» EXERCISE GOAL: Below are some entries. Repeat exactly the lines from the one with "REST endpoint directly." through the one with "Build the request", and only those.

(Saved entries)
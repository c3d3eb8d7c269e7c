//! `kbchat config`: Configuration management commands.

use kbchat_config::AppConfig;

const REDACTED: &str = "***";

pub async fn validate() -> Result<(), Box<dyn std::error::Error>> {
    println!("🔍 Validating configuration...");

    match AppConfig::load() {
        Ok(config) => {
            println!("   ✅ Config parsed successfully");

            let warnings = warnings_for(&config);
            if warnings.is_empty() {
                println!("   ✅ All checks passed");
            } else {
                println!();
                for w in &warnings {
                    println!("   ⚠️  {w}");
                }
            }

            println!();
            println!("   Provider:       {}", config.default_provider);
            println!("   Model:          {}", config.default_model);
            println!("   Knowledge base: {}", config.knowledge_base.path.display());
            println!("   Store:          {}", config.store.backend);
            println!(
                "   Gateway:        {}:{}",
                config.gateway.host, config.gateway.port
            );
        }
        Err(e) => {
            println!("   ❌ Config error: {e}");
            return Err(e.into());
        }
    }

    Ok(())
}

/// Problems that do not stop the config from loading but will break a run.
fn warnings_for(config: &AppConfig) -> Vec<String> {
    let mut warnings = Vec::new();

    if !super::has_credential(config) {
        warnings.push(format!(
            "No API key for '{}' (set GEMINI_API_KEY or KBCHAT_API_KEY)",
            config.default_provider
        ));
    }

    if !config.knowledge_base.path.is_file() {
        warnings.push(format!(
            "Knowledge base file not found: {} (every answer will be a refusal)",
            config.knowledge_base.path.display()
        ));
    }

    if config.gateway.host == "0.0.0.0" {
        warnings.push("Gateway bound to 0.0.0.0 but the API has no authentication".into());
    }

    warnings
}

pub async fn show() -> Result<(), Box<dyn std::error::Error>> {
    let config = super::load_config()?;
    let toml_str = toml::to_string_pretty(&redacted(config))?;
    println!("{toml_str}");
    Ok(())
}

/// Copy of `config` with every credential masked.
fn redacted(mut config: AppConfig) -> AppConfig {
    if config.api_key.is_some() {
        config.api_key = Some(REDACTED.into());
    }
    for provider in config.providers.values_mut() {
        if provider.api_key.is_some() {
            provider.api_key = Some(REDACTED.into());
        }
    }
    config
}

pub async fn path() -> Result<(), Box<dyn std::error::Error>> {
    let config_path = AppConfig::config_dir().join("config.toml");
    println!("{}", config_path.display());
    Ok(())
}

--

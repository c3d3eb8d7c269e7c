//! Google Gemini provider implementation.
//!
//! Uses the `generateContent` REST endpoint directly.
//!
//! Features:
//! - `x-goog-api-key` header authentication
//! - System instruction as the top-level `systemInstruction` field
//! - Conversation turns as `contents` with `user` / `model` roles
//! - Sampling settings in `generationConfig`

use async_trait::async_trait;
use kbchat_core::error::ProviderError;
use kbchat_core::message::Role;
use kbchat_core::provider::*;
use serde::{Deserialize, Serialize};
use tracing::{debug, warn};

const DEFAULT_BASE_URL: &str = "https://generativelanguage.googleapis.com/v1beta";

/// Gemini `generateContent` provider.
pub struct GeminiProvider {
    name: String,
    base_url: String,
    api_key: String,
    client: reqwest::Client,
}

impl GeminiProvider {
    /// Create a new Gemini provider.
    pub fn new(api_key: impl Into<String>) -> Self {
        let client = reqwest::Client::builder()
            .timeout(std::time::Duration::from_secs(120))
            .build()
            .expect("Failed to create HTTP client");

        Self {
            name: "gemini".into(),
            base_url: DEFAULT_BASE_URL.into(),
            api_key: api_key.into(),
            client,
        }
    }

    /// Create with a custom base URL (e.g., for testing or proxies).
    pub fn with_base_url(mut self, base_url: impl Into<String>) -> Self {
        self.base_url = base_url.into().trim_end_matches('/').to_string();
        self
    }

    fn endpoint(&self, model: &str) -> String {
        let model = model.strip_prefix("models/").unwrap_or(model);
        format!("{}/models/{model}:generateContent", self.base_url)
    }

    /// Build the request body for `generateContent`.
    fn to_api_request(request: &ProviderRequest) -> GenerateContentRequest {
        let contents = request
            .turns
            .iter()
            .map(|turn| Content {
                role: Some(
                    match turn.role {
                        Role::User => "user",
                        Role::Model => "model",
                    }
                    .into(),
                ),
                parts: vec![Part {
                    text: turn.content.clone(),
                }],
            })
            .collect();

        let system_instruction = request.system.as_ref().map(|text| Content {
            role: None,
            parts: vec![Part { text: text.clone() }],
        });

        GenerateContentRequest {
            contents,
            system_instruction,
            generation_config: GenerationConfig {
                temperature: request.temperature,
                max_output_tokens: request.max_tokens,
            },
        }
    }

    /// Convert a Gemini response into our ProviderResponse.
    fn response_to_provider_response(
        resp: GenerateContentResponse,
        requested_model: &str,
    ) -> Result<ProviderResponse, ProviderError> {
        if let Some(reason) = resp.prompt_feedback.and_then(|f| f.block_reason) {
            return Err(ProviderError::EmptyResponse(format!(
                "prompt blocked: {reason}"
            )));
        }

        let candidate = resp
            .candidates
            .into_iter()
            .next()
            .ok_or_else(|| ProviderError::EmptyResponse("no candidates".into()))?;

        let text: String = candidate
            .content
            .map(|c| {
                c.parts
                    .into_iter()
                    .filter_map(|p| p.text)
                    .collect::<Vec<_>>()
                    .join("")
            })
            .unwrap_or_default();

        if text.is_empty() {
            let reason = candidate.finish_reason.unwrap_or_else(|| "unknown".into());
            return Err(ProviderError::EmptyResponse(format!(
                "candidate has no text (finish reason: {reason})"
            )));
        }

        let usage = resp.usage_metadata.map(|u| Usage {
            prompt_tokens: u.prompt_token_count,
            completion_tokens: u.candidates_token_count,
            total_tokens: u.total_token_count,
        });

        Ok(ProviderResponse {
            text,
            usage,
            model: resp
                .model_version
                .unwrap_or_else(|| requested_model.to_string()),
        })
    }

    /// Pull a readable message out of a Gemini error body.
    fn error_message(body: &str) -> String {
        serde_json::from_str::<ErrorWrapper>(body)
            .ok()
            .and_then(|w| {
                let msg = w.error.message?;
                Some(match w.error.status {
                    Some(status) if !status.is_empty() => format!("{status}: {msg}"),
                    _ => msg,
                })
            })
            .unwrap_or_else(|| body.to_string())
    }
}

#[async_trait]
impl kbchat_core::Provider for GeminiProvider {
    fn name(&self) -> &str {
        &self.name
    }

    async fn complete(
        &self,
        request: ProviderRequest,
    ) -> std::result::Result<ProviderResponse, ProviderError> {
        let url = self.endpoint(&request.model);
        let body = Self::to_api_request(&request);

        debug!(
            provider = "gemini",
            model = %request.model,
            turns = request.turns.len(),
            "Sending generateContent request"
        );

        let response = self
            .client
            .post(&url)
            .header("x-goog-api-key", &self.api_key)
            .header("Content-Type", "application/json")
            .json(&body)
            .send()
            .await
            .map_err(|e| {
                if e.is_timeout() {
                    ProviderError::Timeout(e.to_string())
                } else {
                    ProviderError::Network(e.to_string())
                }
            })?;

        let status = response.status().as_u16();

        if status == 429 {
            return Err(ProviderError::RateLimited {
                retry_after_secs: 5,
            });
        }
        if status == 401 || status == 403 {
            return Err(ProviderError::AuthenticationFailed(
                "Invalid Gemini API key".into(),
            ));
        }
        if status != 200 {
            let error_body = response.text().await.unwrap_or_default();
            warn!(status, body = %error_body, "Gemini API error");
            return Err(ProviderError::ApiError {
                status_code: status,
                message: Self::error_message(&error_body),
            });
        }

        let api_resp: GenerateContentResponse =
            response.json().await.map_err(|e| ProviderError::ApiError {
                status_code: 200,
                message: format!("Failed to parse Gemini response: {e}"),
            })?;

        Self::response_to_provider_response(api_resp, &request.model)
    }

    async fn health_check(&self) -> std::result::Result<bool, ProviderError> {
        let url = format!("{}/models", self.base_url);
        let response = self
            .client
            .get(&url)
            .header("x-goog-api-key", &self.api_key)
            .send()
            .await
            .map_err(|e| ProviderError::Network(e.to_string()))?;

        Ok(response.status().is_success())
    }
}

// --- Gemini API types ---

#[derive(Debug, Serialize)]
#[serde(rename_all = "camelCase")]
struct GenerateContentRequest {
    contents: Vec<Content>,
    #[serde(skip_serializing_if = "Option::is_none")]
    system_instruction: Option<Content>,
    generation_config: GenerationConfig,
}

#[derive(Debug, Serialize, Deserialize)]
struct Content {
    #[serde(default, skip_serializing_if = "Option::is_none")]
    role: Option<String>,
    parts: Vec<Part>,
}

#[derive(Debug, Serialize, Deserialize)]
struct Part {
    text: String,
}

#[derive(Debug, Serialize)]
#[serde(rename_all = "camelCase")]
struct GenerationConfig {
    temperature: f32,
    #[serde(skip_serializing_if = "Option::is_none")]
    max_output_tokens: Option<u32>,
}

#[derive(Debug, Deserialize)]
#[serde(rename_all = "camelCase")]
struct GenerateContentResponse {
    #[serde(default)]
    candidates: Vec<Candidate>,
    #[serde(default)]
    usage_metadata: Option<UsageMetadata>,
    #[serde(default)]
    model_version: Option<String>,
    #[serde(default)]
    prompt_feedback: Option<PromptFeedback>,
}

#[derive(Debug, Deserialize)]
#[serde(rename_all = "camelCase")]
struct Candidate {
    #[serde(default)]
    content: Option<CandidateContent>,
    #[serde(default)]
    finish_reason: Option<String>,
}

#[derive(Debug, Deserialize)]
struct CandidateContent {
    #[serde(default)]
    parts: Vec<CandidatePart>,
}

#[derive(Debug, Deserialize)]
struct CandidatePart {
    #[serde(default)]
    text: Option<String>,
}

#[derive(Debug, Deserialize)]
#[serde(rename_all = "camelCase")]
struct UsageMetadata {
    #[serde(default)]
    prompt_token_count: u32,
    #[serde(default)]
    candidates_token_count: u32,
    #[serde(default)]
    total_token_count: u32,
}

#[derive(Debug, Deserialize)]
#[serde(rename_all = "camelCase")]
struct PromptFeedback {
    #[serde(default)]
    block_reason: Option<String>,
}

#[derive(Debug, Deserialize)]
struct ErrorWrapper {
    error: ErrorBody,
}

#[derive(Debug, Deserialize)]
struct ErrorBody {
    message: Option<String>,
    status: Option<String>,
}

» RESULT:
//! Uses the `generateContent` REST endpoint directly.
//!
//! Features:
//! - `x-goog-api-key` header authentication
//! - System instruction as the top-level `systemInstruction` field
//! - Conversation turns as `contents` with `user` / `model` roles
//! - Sampling settings in `generationConfig`

use async_trait::async_trait;
use kbchat_core::error::ProviderError;
use kbchat_core::message::Role;
use kbchat_core::provider::*;
use serde::{Deserialize, Serialize};
use tracing::{debug, warn};

const DEFAULT_BASE_URL: &str = "https://generativelanguage.googleapis.com/v1beta";

/// Gemini `generateContent` provider.
pub struct GeminiProvider {
    name: String,
    base_url: String,
    api_key: String,
    client: reqwest::Client,
}

impl GeminiProvider {
    /// Create a new Gemini provider.
    pub fn new(api_key: impl Into<String>) -> Self {
        let client = reqwest::Client::builder()
            .timeout(std::time::Duration::from_secs(120))
            .build()
            .expect("Failed to create HTTP client");

        Self {
            name: "gemini".into(),
            base_url: DEFAULT_BASE_URL.into(),
            api_key: api_key.into(),
            client,
        }
    }

    /// Create with a custom base URL (e.g., for testing or proxies).
    pub fn with_base_url(mut self, base_url: impl Into<String>) -> Self {
        self.base_url = base_url.into().trim_end_matches('/').to_string();
        self
    }

    fn endpoint(&self, model: &str) -> String {
        let model = model.strip_prefix("models/").unwrap_or(model);
        format!("{}/models/{model}:generateContent", self.base_url)
    }

    /// Build the request body for `generateContent`.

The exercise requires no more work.